Extracted data:
= = = = = = =
// CONTROLLER: Lifecycle, frame scheduling, and the entities it drives
pub mod camera_controller;
pub mod ghost;
pub mod input;
pub mod level;
pub mod player;
pub mod runtime;
pub mod scheduler;

pub use camera_controller::CameraController;
pub use ghost::{Ghost, GhostSettings, GhostState, WanderingGhost};
pub use input::{InputEvent, InputProcessor, InputState, KeyBindings, SharedInput};
pub use level::{HauntedHouseLevel, HouseLayout, Level, GHOST_SPAWN_MARKER};
pub use player::{FirstPersonPlayer, Locatable, Player, PlayerSettings, PlayerState};
pub use runtime::{LoopState, Platform, RuntimeLoop};
pub use scheduler::{FrameCallback, FrameControl, FrameScheduler, PumpScheduler};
= = = = = = =
What to work on: Using the material above, reproduce exactly the line that contains "pub mod ghost;" and all lines after it through the last one, and only those.

Response area:
pub mod ghost;
pub mod input;
pub mod level;
pub mod player;
pub mod runtime;
pub mod scheduler;

pub use camera_controller::CameraController;
pub use ghost::{Ghost, GhostSettings, GhostState, WanderingGhost};
pub use input::{InputEvent, InputProcessor, InputState, KeyBindings, SharedInput};
pub use level::{HauntedHouseLevel, HouseLayout, Level, GHOST_SPAWN_MARKER};
pub use player::{FirstPersonPlayer, Locatable, Player, PlayerSettings, PlayerState};
pub use runtime::{LoopState, Platform, RuntimeLoop};
pub use scheduler::{FrameCallback, FrameControl, FrameScheduler, PumpScheduler};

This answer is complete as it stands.